By the way, there are buttons to restart or cancel CI runs on the Travis page. Do you see those? Please restart your own when there are silly problems, and please try to cancel your own when they're out of date or doomed to fail. Canceling useless builds saves time for the whole Haskell organization. Speaking of which, as I think I said, you should use [ci skip]
where appropriate. In particular, your whole tutorial project should be [ci skip]
unless and until we make Travis build those docs. Since we don't even make Travis build the Haddocks, I don't think that's going to happen anytime soon.
Can you fix up the tiny problem so this can pass CI? I want it merged!
Sorry for the delay, I only had a few minutes here and there over the weekend to look at this stuff. I've re-organized the benchmarks as discussed and fixed the import.

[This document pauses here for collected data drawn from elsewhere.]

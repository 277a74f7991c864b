//! Translation repository, including the streaming export cursor.
//!
//! The ordered tag list lives in `translations.tags` as JSON text. Every write
//! also rewrites the `translation_tags` rows so tag filters can match exactly.

use chrono::Utc;
use futures_util::stream::BoxStream;
use polyglot_common::any_row::timestamp;
use polyglot_common::models::{ExportRecord, Translation, TranslationDraft};
use polyglot_common::pagination::{PageRequest, Paginated};
use sqlx::{AnyConnection, AnyPool};

use crate::filter::{fold_case, QueryFilter};

/// Search criteria for `GET /translations`; all present criteria must match.
#[derive(Debug, Default, Clone, Copy)]
pub struct TranslationFilter<'a> {
    pub tag: Option<&'a str>,
    pub key: Option<&'a str>,
    pub content: Option<&'a str>,
}

const EXPORT_SQL: &str = r#"
    SELECT t."key" AS "key", l.short_code AS locale, t.content AS content, t.tags AS tags
    FROM translations t
    INNER JOIN locales l ON l.id = t.locale_id
    ORDER BY t.id ASC
"#;

pub async fn list_translations(
    pool: &AnyPool,
    criteria: TranslationFilter<'_>,
    page: PageRequest,
) -> Result<Paginated<Translation>, sqlx::Error> {
    let filter = QueryFilter::new()
        .has_tag(criteria.tag)
        .contains("key_folded", criteria.key)
        .contains("content_folded", criteria.content);
    let where_clause = filter.where_clause();

    let count_sql = format!("SELECT COUNT(*) FROM translations{where_clause}");
    let (total,) = filter
        .bind(sqlx::query_as::<_, (i64,)>(&count_sql))
        .fetch_one(pool)
        .await?;

    let page_sql =
        format!("SELECT * FROM translations{where_clause} ORDER BY id ASC LIMIT ? OFFSET ?");
    let rows = filter
        .bind(sqlx::query_as::<_, Translation>(&page_sql))
        .bind(page.limit())
        .bind(page.offset())
        .fetch_all(pool)
        .await?;

    Ok(Paginated::new(rows, total, page))
}

pub async fn create_translation(
    pool: &AnyPool,
    draft: &TranslationDraft,
) -> Result<Translation, sqlx::Error> {
    let now = timestamp(Utc::now());
    let mut tx = pool.begin().await?;

    let translation = sqlx::query_as::<_, Translation>(
        r#"
        INSERT INTO translations
            ("key", locale_id, content, tags, key_folded, content_folded, created_at, updated_at)
        VALUES (?, ?, ?, ?, ?, ?, ?, ?)
        RETURNING *
        "#,
    )
    .bind(draft.key.as_str())
    .bind(draft.locale_id)
    .bind(draft.content.as_str())
    .bind(encode_tags(&draft.tags)?)
    .bind(fold_case(&draft.key))
    .bind(fold_case(&draft.content))
    .bind(now.clone())
    .bind(now)
    .fetch_one(&mut *tx)
    .await?;

    replace_tag_index(&mut tx, translation.id, &draft.tags).await?;
    tx.commit().await?;

    Ok(translation)
}

pub async fn find_by_id(pool: &AnyPool, id: i64) -> Result<Option<Translation>, sqlx::Error> {
    sqlx::query_as::<_, Translation>("SELECT * FROM translations WHERE id = ?")
        .bind(id)
        .fetch_optional(pool)
        .await
}

/// Overwrite every field. `None` when the translation does not exist.
pub async fn update_translation(
    pool: &AnyPool,
    id: i64,
    draft: &TranslationDraft,
) -> Result<Option<Translation>, sqlx::Error> {
    let mut tx = pool.begin().await?;

    let updated = sqlx::query_as::<_, Translation>(
        r#"
        UPDATE translations
        SET "key" = ?, locale_id = ?, content = ?, tags = ?,
            key_folded = ?, content_folded = ?, updated_at = ?
        WHERE id = ?
        RETURNING *
        "#,
    )
    .bind(draft.key.as_str())
    .bind(draft.locale_id)
    .bind(draft.content.as_str())
    .bind(encode_tags(&draft.tags)?)
    .bind(fold_case(&draft.key))
    .bind(fold_case(&draft.content))
    .bind(timestamp(Utc::now()))
    .bind(id)
    .fetch_optional(&mut *tx)
    .await?;

    let Some(translation) = updated else {
        tx.rollback().await?;
        return Ok(None);
    };

    replace_tag_index(&mut tx, translation.id, &draft.tags).await?;
    tx.commit().await?;

    Ok(Some(translation))
}

pub async fn delete_translation(pool: &AnyPool, id: i64) -> Result<bool, sqlx::Error> {
    let mut tx = pool.begin().await?;

    sqlx::query("DELETE FROM translation_tags WHERE translation_id = ?")
        .bind(id)
        .execute(&mut *tx)
        .await?;
    let result = sqlx::query("DELETE FROM translations WHERE id = ?")
        .bind(id)
        .execute(&mut *tx)
        .await?;

    tx.commit().await?;
    Ok(result.rows_affected() > 0)
}

/// Whether another translation already uses `key` in `locale_id`.
pub async fn key_taken(
    pool: &AnyPool,
    key: &str,
    locale_id: i64,
    exclude_id: Option<i64>,
) -> Result<bool, sqlx::Error> {
    let (count,) = sqlx::query_as::<_, (i64,)>(
        r#"SELECT COUNT(*) FROM translations WHERE "key" = ? AND locale_id = ? AND id <> ?"#,
    )
    .bind(key)
    .bind(locale_id)
    .bind(exclude_id.unwrap_or(0))
    .fetch_one(pool)
    .await?;
    Ok(count > 0)
}

/// Row-by-row cursor over every translation joined with its locale, in id
/// order. Translations whose locale is gone are skipped by the join.
///
/// Rows are decoded as the stream is polled; dropping the stream releases the
/// connection.
pub fn export_stream(pool: &AnyPool) -> BoxStream<'_, Result<ExportRecord, sqlx::Error>> {
    sqlx::query_as::<_, ExportRecord>(EXPORT_SQL).fetch(pool)
}

fn encode_tags(tags: &[String]) -> Result<String, sqlx::Error> {
    serde_json::to_string(tags).map_err(|e| sqlx::Error::Encode(Box::new(e)))
}

async fn replace_tag_index(
    conn: &mut AnyConnection,
    translation_id: i64,
    tags: &[String],
) -> Result<(), sqlx::Error> {
    sqlx::query("DELETE FROM translation_tags WHERE translation_id = ?")
        .bind(translation_id)
        .execute(&mut *conn)
        .await?;

    for tag in tags {
        sqlx::query("INSERT INTO translation_tags (translation_id, tag) VALUES (?, ?)")
            .bind(translation_id)
            .bind(tag.as_str())
            .execute(&mut *conn)
            .await?;
    }
    Ok(())
}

It also appears that the import for Data.Coerce
in IntMap/Internal.hs was redundant since it's been included in __GLASGOW_HASKELL__ >= 709
, do I need to add another conditional to import if base >= 4.8 and GLASGOW_HASKELL > 709?
Something is really weird here, and it makes me nervous. Why on Earth do we need to specialize Const
like that? GHC's automatic specialization should be taking care of that one for us! What happens if you change the NOINLINE [1]
to INLINABLE [1]
? Does the difference for Const
go away?
Um.... I wasn't telling you to just change that. I was suggesting that you check what that does to the benchmarks. I want to understand why there's a difference for Const
, which I don't think there should be.
I originally had a todo to see if alterF
should be marked INLINABLE [1]
or NOINLINE [1]
but it somehow got clobbered (I went with NOINLINE
to be safe). The difference in Const
mostly goes away (see benchmark results in commit description), I think the remaining difference may just be noise (but I wanted to see what you thought). With such a small difference I'm not sure the custom rules for Const are necessary now, wdyt?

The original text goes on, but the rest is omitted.